ATP-dependent regulation of cytoplasmic microtubule disassembly.

Abstract

Indirect immunofluorescent staining with an antitubulin antibody was used for studying the role of ATP in the regulation of cytoplasmic microtubule disassembly. Depletion of the cellular ATP pool in cultured mouse fibroblasts with various inhibitors of energy metabolism leads to inhibition of the microtubule disassembly induced by colcemid or vinblastine. Glucose added to the inhibitor-containing incubation medium partially restores the cellular ATP content and abolishes the inhibition of microtubule disassembly.

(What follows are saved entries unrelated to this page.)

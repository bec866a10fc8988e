//! Integration tests for the process-wide context cache
//!
//! These tests touch the global cache and must not run in parallel.

mod common;

use chromaflow::pipeline::cache::{self, BackendContext};
use chromaflow::pipeline::nodes::{GAMMA, MATRIX};
use chromaflow::pipeline::{
    fingerprint_text, ContextCache, ModuleRegistry, NodeId, Options, Pipeline, SharedContext,
};
use chromaflow::EngineConfig;
use common::mock_helpers::{mocked_module, MockProducer};
use serial_test::serial;
use std::sync::atomic::{AtomicUsize, Ordering};
use std::sync::Arc;
use std::thread;

fn global_pipeline(registry: &Arc<ModuleRegistry>) -> Pipeline {
    Pipeline::new(Arc::clone(registry), EngineConfig::default())
}

fn matrix_node(pipeline: &mut Pipeline, gain: f64) -> NodeId {
    pipeline
        .new_node(MATRIX, Options::new().with("gain", gain))
        .unwrap()
}

#[test]
#[serial]
fn test_pipelines_share_global_contexts() {
    common::init_tracing();
    cache::global().clear();
    let registry = Arc::new(ModuleRegistry::with_builtins());

    let mut first = global_pipeline(&registry);
    let mut second = global_pipeline(&registry);
    assert!(Arc::ptr_eq(first.cache(), second.cache()));

    let a = matrix_node(&mut first, 0.5);
    let b = matrix_node(&mut second, 0.5);
    let ctx_a = first.set_context(a, false).unwrap().unwrap();
    let ctx_b = second.set_context(b, false).unwrap().unwrap();

    assert!(Arc::ptr_eq(&ctx_a, &ctx_b));
    assert_eq!(cache::global().len(), 1);
}

#[test]
#[serial]
fn test_different_options_get_different_entries() {
    cache::global().clear();
    let registry = Arc::new(ModuleRegistry::with_builtins());
    let mut pipeline = global_pipeline(&registry);

    let dim = matrix_node(&mut pipeline, 0.5);
    let bright = matrix_node(&mut pipeline, 2.0);
    let ctx_dim = pipeline.set_context(dim, false).unwrap().unwrap();
    let ctx_bright = pipeline.set_context(bright, false).unwrap().unwrap();

    assert!(!Arc::ptr_eq(&ctx_dim, &ctx_bright));
    assert_ne!(
        pipeline.context_key(dim).unwrap(),
        pipeline.context_key(bright).unwrap()
    );
    assert_eq!(cache::global().len(), 2);
}

#[test]
#[serial]
fn test_mock_producer_runs_once_across_pipelines() {
    cache::global().clear();
    let mut producer = MockProducer::new();
    producer
        .expect_produce()
        .times(1)
        .returning(|_| Ok(Some(vec![7, 7])));

    let mut registry = ModuleRegistry::new();
    registry.register(mocked_module("test/shared", producer));
    let registry = Arc::new(registry);

    let contexts: Vec<SharedContext> = (0..3)
        .map(|_| {
            let mut pipeline = global_pipeline(&registry);
            let id = pipeline.new_node("test/shared", Options::new()).unwrap();
            pipeline.set_context(id, false).unwrap().unwrap()
        })
        .collect();

    assert!(contexts.windows(2).all(|w| Arc::ptr_eq(&w[0], &w[1])));
    assert_eq!(contexts[0].bytes, vec![7, 7]);
}

#[test]
#[serial]
fn test_force_replaces_entry_for_later_pipelines() {
    cache::global().clear();
    let registry = Arc::new(ModuleRegistry::with_builtins());

    let mut first = global_pipeline(&registry);
    let a = matrix_node(&mut first, 0.5);
    let old = first.set_context(a, false).unwrap().unwrap();
    let fresh = first.set_context(a, true).unwrap().unwrap();
    assert!(!Arc::ptr_eq(&old, &fresh));
    assert_eq!(*old, *fresh);

    let mut second = global_pipeline(&registry);
    let b = matrix_node(&mut second, 0.5);
    let found = second.set_context(b, false).unwrap().unwrap();
    assert!(Arc::ptr_eq(&found, &fresh));

    // The replaced payload stays alive for whoever still holds it
    assert_eq!(Arc::strong_count(&old), 1);
}

#[test]
#[serial]
fn test_disabled_cache_leaves_table_untouched() {
    cache::global().clear();
    let registry = Arc::new(ModuleRegistry::with_builtins());
    let config = EngineConfig {
        cache_enabled: false,
        ..EngineConfig::default()
    };
    let mut pipeline = Pipeline::new(registry, config);

    let id = pipeline
        .new_node(GAMMA, Options::new().with("gamma", 2.0))
        .unwrap();
    let ctx = pipeline.set_context(id, false).unwrap().unwrap();

    assert_eq!(ctx.kind, "lut");
    assert!(cache::global().is_empty());
}

#[test]
fn test_concurrent_lookups_produce_once() {
    let cache = Arc::new(ContextCache::new());
    let produced = Arc::new(AtomicUsize::new(0));
    let key = cache::cache_key("matrix", fingerprint_text("shared"));

    let handles: Vec<_> = (0..8)
        .map(|_| {
            let cache = Arc::clone(&cache);
            let produced = Arc::clone(&produced);
            let key = key.clone();
            thread::spawn(move || {
                cache
                    .get_or_try_insert_with(&key, || {
                        produced.fetch_add(1, Ordering::SeqCst);
                        Ok(Arc::new(BackendContext::new("matrix", vec![1, 2, 3])))
                    })
                    .unwrap()
                    .0
            })
        })
        .collect();

    let results: Vec<SharedContext> = handles.into_iter().map(|h| h.join().unwrap()).collect();

    assert_eq!(produced.load(Ordering::SeqCst), 1);
    assert!(results.windows(2).all(|w| Arc::ptr_eq(&w[0], &w[1])));
    assert_eq!(cache.stats().inserts, 1);
    assert_eq!(cache.stats().hits, 7);
}
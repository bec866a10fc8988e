//! Error handling for chromaflow
//!
//! This module defines the crate-level error type and a Result alias used by
//! configuration and graph-file code. Graph operations report
//! [`PipelineError`](crate::pipeline::PipelineError), which converts into it.

use crate::pipeline::PipelineError;
use thiserror::Error;

/// Main error type for chromaflow operations
#[derive(Error, Debug)]
pub enum ChromaflowError {
    /// Errors raised by the graph engine
    #[error("Pipeline error: {0}")]
    Pipeline(#[from] PipelineError),

    /// Errors related to configuration loading/saving
    #[error("Configuration error: {0}")]
    Config(String),

    /// A graph file refers to a node id it never declared
    #[error("Unknown node '{0}' in graph file")]
    UnknownNode(String),

    /// IO errors
    #[error("IO error: {0}")]
    Io(#[from] std::io::Error),

    /// Serialization errors
    #[error("Serialization error: {0}")]
    Serialization(String),

    /// Generic errors with context
    #[error("{context}: {source}")]
    WithContext {
        context: String,
        #[source]
        source: Box<ChromaflowError>,
    },
}

impl ChromaflowError {
    /// Add context to an error
    pub fn with_context(self, context: impl Into<String>) -> Self {
        ChromaflowError::WithContext {
            context: context.into(),
            source: Box::new(self),
        }
    }
}

/// Result type alias for chromaflow operations
pub type Result<T> = std::result::Result<T, ChromaflowError>;

/// Extension trait for adding context to Results
pub trait ResultExt<T> {
    /// Add context to an error result
    fn context(self, context: impl Into<String>) -> Result<T>;

    /// Add context lazily to an error result
    fn with_context<F>(self, f: F) -> Result<T>
    where
        F: FnOnce() -> String;
}

impl<T> ResultExt<T> for Result<T> {
    fn context(self, context: impl Into<String>) -> Result<T> {
        self.map_err(|e| e.with_context(context))
    }

    fn with_context<F>(self, f: F) -> Result<T>
    where
        F: FnOnce() -> String,
    {
        self.map_err(|e| e.with_context(f()))
    }
}

impl<T> ResultExt<T> for std::result::Result<T, PipelineError> {
    fn context(self, context: impl Into<String>) -> Result<T> {
        self.map_err(|e| ChromaflowError::from(e).with_context(context))
    }

    fn with_context<F>(self, f: F) -> Result<T>
    where
        F: FnOnce() -> String,
    {
        self.map_err(|e| ChromaflowError::from(e).with_context(f()))
    }
}
//! Test data builders for creating pipelines and images

use chromaflow::pipeline::nodes::{OUTPUT, ROOT};
use chromaflow::pipeline::{
    ContextCache, Conversion, FilterModule, Image, ImageHandle, ModuleRegistry, NodeId, Options,
    Pipeline, PixelLayout,
};
use chromaflow::EngineConfig;
use std::sync::Arc;

/// Solid RGB image
pub fn solid_image(width: usize, height: usize, rgb: [f32; 3]) -> ImageHandle {
    let samples = rgb.repeat(width * height);
    ImageHandle::new(Image::from_samples(width, height, PixelLayout::RGB, samples).unwrap())
}

/// RGB image whose red channel encodes `x` and green channel encodes `y`
pub fn gradient_image(width: usize, height: usize) -> ImageHandle {
    let mut image = Image::new(width, height, PixelLayout::RGB);
    for y in 0..height {
        for x in 0..width {
            let px = image.pixel_mut(x, y);
            px[0] = x as f32 / width as f32;
            px[1] = y as f32 / height as f32;
            px[2] = 0.5;
        }
    }
    ImageHandle::new(image)
}

/// Builder for root → stages → output conversions
pub struct ChainBuilder {
    registry: ModuleRegistry,
    config: EngineConfig,
    cache: Option<Arc<ContextCache>>,
    stages: Vec<(String, Options)>,
    input: Option<ImageHandle>,
}

impl ChainBuilder {
    pub fn new() -> Self {
        Self {
            registry: ModuleRegistry::with_builtins(),
            config: EngineConfig::default(),
            cache: None,
            stages: Vec::new(),
            input: None,
        }
    }

    pub fn module(mut self, module: FilterModule) -> Self {
        self.registry.register(module);
        self
    }

    pub fn config(mut self, config: EngineConfig) -> Self {
        self.config = config;
        self
    }

    /// Use this cache instead of a fresh private one
    pub fn cache(mut self, cache: Arc<ContextCache>) -> Self {
        self.cache = Some(cache);
        self
    }

    pub fn stage(mut self, registration: &str, options: Options) -> Self {
        self.stages.push((registration.to_string(), options));
        self
    }

    pub fn input(mut self, image: ImageHandle) -> Self {
        self.input = Some(image);
        self
    }

    /// Build the conversion. Returns it with the ids of the stage nodes.
    pub fn build(self) -> (Conversion, Vec<NodeId>) {
        let cache = self
            .cache
            .unwrap_or_else(|| Arc::new(ContextCache::new()));
        let mut pipeline = Pipeline::with_cache(Arc::new(self.registry), self.config, cache);
        let root = pipeline.new_node(ROOT, Options::new()).unwrap();
        let mut prev = root;
        let mut ids = Vec::new();
        for (registration, options) in self.stages {
            let id = pipeline.new_node(&registration, options).unwrap();
            pipeline.connect(prev, 0, id, 0).unwrap();
            ids.push(id);
            prev = id;
        }
        let output = pipeline.new_node(OUTPUT, Options::new()).unwrap();
        pipeline.connect(prev, 0, output, 0).unwrap();

        let mut conversion = Conversion::new(pipeline, root, output).unwrap();
        if let Some(image) = self.input {
            conversion.set_input_image(image).unwrap();
        }
        (conversion, ids)
    }
}

impl Default for ChainBuilder {
    fn default() -> Self {
        Self::new()
    }
}

#[cfg(test)]
mod tests {
    use super::*;
    use chromaflow::pipeline::nodes::MATRIX;

    #[test]
    fn test_chain_builder() {
        let (conversion, ids) = ChainBuilder::new()
            .stage(MATRIX, Options::new())
            .input(solid_image(2, 2, [0.1, 0.2, 0.3]))
            .build();

        assert_eq!(ids.len(), 1);
        assert_eq!(conversion.pipeline().node_count(), 3);
        assert!(conversion.input_image().is_some());
    }
}
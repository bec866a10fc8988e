//! Matrix node: 3×3 color matrix with gain and offset.
//!
//! Options:
//! - `matrix`: 9 values, row-major (default identity)
//! - `gain`: scalar applied to the matrix (default 1.0)
//! - `offset`: 3 values added after the matrix (default zero)
//!
//! The context is the compiled 3×4 affine transform as little-endian `f32`s.

use super::{bytes_to_f32s, f32s_to_bytes, pixel_in, pixel_out, MATRIX};
use crate::pipeline::connector::Connector;
use crate::pipeline::error::{PipelineError, PipelineResult};
use crate::pipeline::node::{ContextProducer, ContextRequest, FilterCore, RunContext, Runner};
use crate::pipeline::options::Options;
use crate::pipeline::ticket::PixelTicket;

const CONTEXT_TYPE: &str = "matrix";

const IDENTITY: [f64; 9] = [1.0, 0.0, 0.0, 0.0, 1.0, 0.0, 0.0, 0.0, 1.0];

pub struct MatrixCore;

impl MatrixCore {
    /// Affine transform as 3 rows of `[m0, m1, m2, offset]`.
    pub fn compile(options: &Options) -> [f32; 12] {
        let m = options.get_floats("matrix").unwrap_or(&IDENTITY);
        let gain = options.get_float("gain").unwrap_or(1.0);
        let offset = options.get_floats("offset").unwrap_or(&[0.0; 3]);
        let mut out = [0.0f32; 12];
        for row in 0..3 {
            for col in 0..3 {
                out[row * 4 + col] = (m[row * 3 + col] * gain) as f32;
            }
            out[row * 4 + 3] = offset[row] as f32;
        }
        out
    }
}

fn check_floats(options: &Options, key: &str, len: usize) -> PipelineResult<()> {
    match options.get(key) {
        None => Ok(()),
        Some(v) => match v.as_floats() {
            Some(values) if values.len() == len && values.iter().all(|x| x.is_finite()) => Ok(()),
            _ => Err(PipelineError::invalid_option(
                key,
                format!("expected {} finite values", len),
            )),
        },
    }
}

impl FilterCore for MatrixCore {
    fn registration(&self) -> &str {
        MATRIX
    }

    fn plugs(&self) -> Vec<Connector> {
        vec![pixel_in("in")]
    }

    fn sockets(&self) -> Vec<Connector> {
        vec![pixel_out("out")]
    }

    fn validate_options(&self, options: &Options) -> PipelineResult<()> {
        check_floats(options, "matrix", 9)?;
        check_floats(options, "offset", 3)?;
        if let Some(v) = options.get("gain") {
            if !v.as_float().is_some_and(f64::is_finite) {
                return Err(PipelineError::invalid_option("gain", "expected a finite number"));
            }
        }
        Ok(())
    }

    fn context_type(&self) -> Option<&str> {
        Some(CONTEXT_TYPE)
    }

    fn producer(&self) -> Option<&dyn ContextProducer> {
        Some(self)
    }
}

impl ContextProducer for MatrixCore {
    fn produce(&self, request: &ContextRequest) -> anyhow::Result<Option<Vec<u8>>> {
        Ok(Some(f32s_to_bytes(&Self::compile(&request.options))))
    }
}

pub struct MatrixRunner;

impl Runner for MatrixRunner {
    fn context_type(&self) -> Option<&str> {
        Some(CONTEXT_TYPE)
    }

    fn run(&self, ctx: &mut RunContext<'_>, ticket: &mut PixelTicket) -> PipelineResult<()> {
        ctx.pull(0, ticket)?;
        let context = ctx.context()?;
        let m = bytes_to_f32s(&context.bytes)
            .filter(|m| m.len() == 12)
            .ok_or_else(|| PipelineError::runner(ctx.node_id(), "malformed matrix context"))?;

        let buffer = ticket.ensure_buffer()?;
        let mut image = buffer.write();
        let channels = image.layout().channels();
        if channels < 3 {
            return Err(PipelineError::runner(
                ctx.node_id(),
                format!("matrix needs 3 channels, got {}", channels),
            ));
        }
        for px in image.samples_mut().chunks_exact_mut(channels) {
            let (r, g, b) = (px[0], px[1], px[2]);
            for (row, out) in px.iter_mut().take(3).enumerate() {
                let k = &m[row * 4..row * 4 + 4];
                *out = k[0] * r + k[1] * g + k[2] * b + k[3];
            }
        }
        Ok(())
    }
}
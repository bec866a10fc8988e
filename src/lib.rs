//! # chromaflow: color-transform graph engine
//!
//! Builds directed acyclic graphs of filter nodes and runs pixel requests
//! through them. Each node pairs a stateless core (connectors, options,
//! context production) with a runner (the pixel algorithm). Compiled per-node
//! state is kept in a process-wide, content-addressed context cache so that
//! identical nodes share one context.
//!
//! ## Architecture
//!
//! - **Pipeline**: node arena, socket/plug linking with type and cycle checks
//! - **Context cache**: `DashMap` of shared contexts keyed by structural fingerprints
//! - **Signals**: observer links that forward change notifications downstream
//! - **Conversion**: input/output node pair with a one-shot recovery path
//!
//! ## Configuration
//!
//! Engine settings (`EngineConfig`) load from TOML or JSON; the default file
//! lives under the platform config directory in `chromaflow/engine.toml`.
//! Graphs can be described in graph files (`GraphFile`).
//!
//! ## Example
//!
//! ```ignore
//! use chromaflow::pipeline::{nodes, Conversion, ModuleRegistry, Options, Pipeline};
//! use chromaflow::config::EngineConfig;
//! use std::sync::Arc;
//!
//! let registry = Arc::new(ModuleRegistry::with_builtins());
//! let mut pipeline = Pipeline::new(registry, EngineConfig::default());
//! let root = pipeline.new_node(nodes::ROOT, Options::new())?;
//! let dim = pipeline.new_node(nodes::MATRIX, Options::new().with("gain", 0.5))?;
//! let out = pipeline.new_node(nodes::OUTPUT, Options::new())?;
//! pipeline.connect(root, 0, dim, 0)?;
//! pipeline.connect(dim, 0, out, 0)?;
//!
//! let mut conversion = Conversion::new(pipeline, root, out)?;
//! conversion.set_input_image(image)?;
//! let ticket = conversion.run_pixels()?;
//! ```

pub mod config;
pub mod error;
pub mod pipeline;

// Re-export commonly used types
pub use config::{EngineConfig, GraphFile};
pub use error::{ChromaflowError, Result, ResultExt};
pub use pipeline::{
    Conversion, ContextCache, FilterGraph, ImageHandle, ModuleRegistry, NodeId, Options, Pipeline,
    PipelineError, PixelTicket,
};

The metabolic inhibitors did not change [3H]colcemid uptake by the cells; their action on the microtubule disassembly was not caused by the reduction in intracellular colcemid. Addition of ATP to the cytoskeleton preparations obtained by Triton X 100 treatment of the cells markedly stimulates microtubule depolymerization. This effect was specific for ATP; it was not observed in the presence of GTP, UTP, CTP, ADP, AMP, adenosine 5''-(.beta.,.gamma.-methylene)triphosphate (a nonhydrolyzable analogue of ATP), or PPi or tripolyphosphate. Depletion of the cellular ATP pool reduces the rate of microtubule disassembly, whereas addition of ATP increases it. These results suggest that a certain ATP-dependent reaction [most probably, phosphorylation of some of the microtubule protein(s)] controls microtubule disassembly in the cells.